**Task requirements**: The reply must consist of one number: how many lines of the data include the word "warn".

· · · · ·

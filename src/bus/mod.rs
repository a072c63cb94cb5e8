// ABOUTME: Typed publish/subscribe bus relaying messages between extension contexts
// ABOUTME: Fire-and-forget delivery over a tokio broadcast channel, no business logic
//
// SPDX-License-Identifier: MIT OR Apache-2.0
// Copyright (c) 2025 LightRead

//! # Cross-Context Bus
//!
//! The background process, the popup and page overlays exchange the
//! messages defined by [`ExtensionMessage`]. The bus only relays: deciding
//! what a message means is the job of whoever subscribes.
//!
//! Delivery is at most once per subscriber per publish. A subscriber that
//! falls more than the channel capacity behind loses the oldest messages.

use std::fmt;

use serde::{Deserialize, Serialize};
use serde_json::Value;
use tokio::sync::broadcast::{self, error::RecvError};
use tokio::task::JoinHandle;
use tracing::{debug, warn};

use crate::constants::bus::EVENT_CHANNEL_CAPACITY;
use crate::models::{AuthState, Theme};

/// Message exchanged between extension contexts
#[derive(Debug, Clone, PartialEq, Serialize, Deserialize)]
#[serde(tag = "type", rename_all = "SCREAMING_SNAKE_CASE")]
pub enum ExtensionMessage {
    /// Another context changed the auth state
    AuthStateChange {
        /// New state
        #[serde(rename = "authState")]
        auth_state: AuthState,
    },
    /// The web app signed in and relayed its session
    SessionUpdate {
        /// Session object from the web app, carrying `user` or at least `{email}`
        session: Value,
        /// Bearer token for that session
        #[serde(rename = "jwtToken")]
        jwt_token: String,
    },
    /// The session is gone
    SessionClear,
    /// Request for a fresh token; answered with `{success, token?}`
    RefreshToken,
    /// Usage counters changed, listeners should re-fetch
    RefreshUsage,
    /// Theme preference changed
    ThemeChange {
        /// New theme
        theme: Theme,
    },
    /// A refresh produced a new token
    TokenRefreshed {
        /// The new token
        token: String,
    },
}

/// Discriminant of [`ExtensionMessage`], used to filter subscriptions
#[derive(Debug, Clone, Copy, PartialEq, Eq, Hash, Serialize, Deserialize)]
#[serde(rename_all = "SCREAMING_SNAKE_CASE")]
pub enum EventType {
    /// `AUTH_STATE_CHANGE`
    AuthStateChange,
    /// `SESSION_UPDATE`
    SessionUpdate,
    /// `SESSION_CLEAR`
    SessionClear,
    /// `REFRESH_TOKEN`
    RefreshToken,
    /// `REFRESH_USAGE`
    RefreshUsage,
    /// `THEME_CHANGE`
    ThemeChange,
    /// `TOKEN_REFRESHED`
    TokenRefreshed,
}

impl EventType {
    /// Wire name
    #[must_use]
    pub const fn as_str(self) -> &'static str {
        match self {
            Self::AuthStateChange => "AUTH_STATE_CHANGE",
            Self::SessionUpdate => "SESSION_UPDATE",
            Self::SessionClear => "SESSION_CLEAR",
            Self::RefreshToken => "REFRESH_TOKEN",
            Self::RefreshUsage => "REFRESH_USAGE",
            Self::ThemeChange => "THEME_CHANGE",
            Self::TokenRefreshed => "TOKEN_REFRESHED",
        }
    }
}

impl fmt::Display for EventType {
    fn fmt(&self, f: &mut fmt::Formatter<'_>) -> fmt::Result {
        f.write_str(self.as_str())
    }
}

impl ExtensionMessage {
    /// Discriminant of this message
    #[must_use]
    pub const fn event_type(&self) -> EventType {
        match self {
            Self::AuthStateChange { .. } => EventType::AuthStateChange,
            Self::SessionUpdate { .. } => EventType::SessionUpdate,
            Self::SessionClear => EventType::SessionClear,
            Self::RefreshToken => EventType::RefreshToken,
            Self::RefreshUsage => EventType::RefreshUsage,
            Self::ThemeChange { .. } => EventType::ThemeChange,
            Self::TokenRefreshed { .. } => EventType::TokenRefreshed,
        }
    }
}

/// Broadcast bus shared by every component of the background process
#[derive(Debug, Clone)]
pub struct CrossContextBus {
    sender: broadcast::Sender<ExtensionMessage>,
}

impl Default for CrossContextBus {
    fn default() -> Self {
        Self::new()
    }
}

impl CrossContextBus {
    /// Bus with the default channel capacity
    #[must_use]
    pub fn new() -> Self {
        Self::with_capacity(EVENT_CHANNEL_CAPACITY)
    }

    /// Bus whose subscribers may lag by at most `capacity` messages
    #[must_use]
    pub fn with_capacity(capacity: usize) -> Self {
        let (sender, _) = broadcast::channel(capacity.max(1));
        Self { sender }
    }

    /// Send to every current subscriber. Returns how many received it;
    /// zero subscribers is not an error.
    pub fn publish(&self, message: ExtensionMessage) -> usize {
        let event_type = message.event_type();
        match self.sender.send(message) {
            Ok(receivers) => {
                debug!(%event_type, receivers, "Published bus message");
                receivers
            }
            Err(_) => {
                debug!(%event_type, "Published bus message with no subscribers");
                0
            }
        }
    }

    /// Receive only messages of `event_type`
    #[must_use]
    pub fn subscribe(&self, event_type: EventType) -> Subscription {
        Subscription {
            receiver: self.sender.subscribe(),
            filter: Some(event_type),
        }
    }

    /// Receive every message
    #[must_use]
    pub fn subscribe_all(&self) -> Subscription {
        Subscription {
            receiver: self.sender.subscribe(),
            filter: None,
        }
    }

    /// Run `handler` for each message of `event_type` on a spawned task.
    ///
    /// The task ends when the bus is dropped or the handle is aborted.
    pub fn subscribe_with<F>(&self, event_type: EventType, handler: F) -> JoinHandle<()>
    where
        F: Fn(ExtensionMessage) + Send + 'static,
    {
        let mut subscription = self.subscribe(event_type);
        tokio::spawn(async move {
            while let Some(message) = subscription.recv().await {
                handler(message);
            }
        })
    }

    /// Number of live subscriptions
    #[must_use]
    pub fn subscriber_count(&self) -> usize {
        self.sender.receiver_count()
    }
}

/// Receiving half of a bus subscription
#[derive(Debug)]
pub struct Subscription {
    receiver: broadcast::Receiver<ExtensionMessage>,
    filter: Option<EventType>,
}

impl Subscription {
    /// Next matching message, or `None` once the bus is gone
    pub async fn recv(&mut self) -> Option<ExtensionMessage> {
        loop {
            match self.receiver.recv().await {
                Ok(message) if self.matches(&message) => return Some(message),
                Ok(_) => {}
                Err(RecvError::Lagged(skipped)) => {
                    warn!(skipped, "Bus subscriber lagged, messages dropped");
                }
                Err(RecvError::Closed) => return None,
            }
        }
    }

    /// Next matching message already queued, without waiting
    pub fn try_recv(&mut self) -> Option<ExtensionMessage> {
        loop {
            match self.receiver.try_recv() {
                Ok(message) if self.matches(&message) => return Some(message),
                Ok(_) | Err(broadcast::error::TryRecvError::Lagged(_)) => {}
                Err(_) => return None,
            }
        }
    }

    fn matches(&self, message: &ExtensionMessage) -> bool {
        self.filter
            .is_none_or(|event_type| message.event_type() == event_type)
    }
}

#[cfg(test)]
mod tests {
    use super::*;
    use serde_json::json;

    #[test]
    fn wire_format_uses_type_tag() {
        let message = ExtensionMessage::SessionUpdate {
            session: json!({"email": "reader@example.com"}),
            jwt_token: "tok".to_owned(),
        };
        let wire = serde_json::to_value(&message).unwrap();
        assert_eq!(wire["type"], "SESSION_UPDATE");
        assert_eq!(wire["jwtToken"], "tok");

        let parsed: ExtensionMessage =
            serde_json::from_value(json!({"type": "THEME_CHANGE", "theme": "dark"})).unwrap();
        assert_eq!(parsed, ExtensionMessage::ThemeChange { theme: Theme::Dark });

        let cleared: ExtensionMessage =
            serde_json::from_value(json!({"type": "SESSION_CLEAR"})).unwrap();
        assert_eq!(cleared.event_type(), EventType::SessionClear);
    }

    #[test]
    fn auth_state_change_normalizes_state() {
        let parsed: ExtensionMessage = serde_json::from_value(json!({
            "type": "AUTH_STATE_CHANGE",
            "authState": {"isLoggedIn": true, "token": "tok", "user": null}
        }))
        .unwrap();
        let ExtensionMessage::AuthStateChange { auth_state } = parsed else {
            panic!("wrong variant");
        };
        assert!(!auth_state.is_logged_in());
    }

    #[tokio::test]
    async fn filtered_subscription_skips_other_types() {
        let bus = CrossContextBus::new();
        let mut usage = bus.subscribe(EventType::RefreshUsage);
        let mut all = bus.subscribe_all();

        bus.publish(ExtensionMessage::SessionClear);
        bus.publish(ExtensionMessage::RefreshUsage);

        assert_eq!(usage.recv().await, Some(ExtensionMessage::RefreshUsage));
        assert_eq!(usage.try_recv(), None);
        assert_eq!(all.try_recv(), Some(ExtensionMessage::SessionClear));
        assert_eq!(all.try_recv(), Some(ExtensionMessage::RefreshUsage));
    }

    #[test]
    fn publish_without_subscribers_is_fine() {
        let bus = CrossContextBus::new();
        assert_eq!(bus.publish(ExtensionMessage::RefreshUsage), 0);
    }
}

· · · · ·

**Solution to the problem**: 2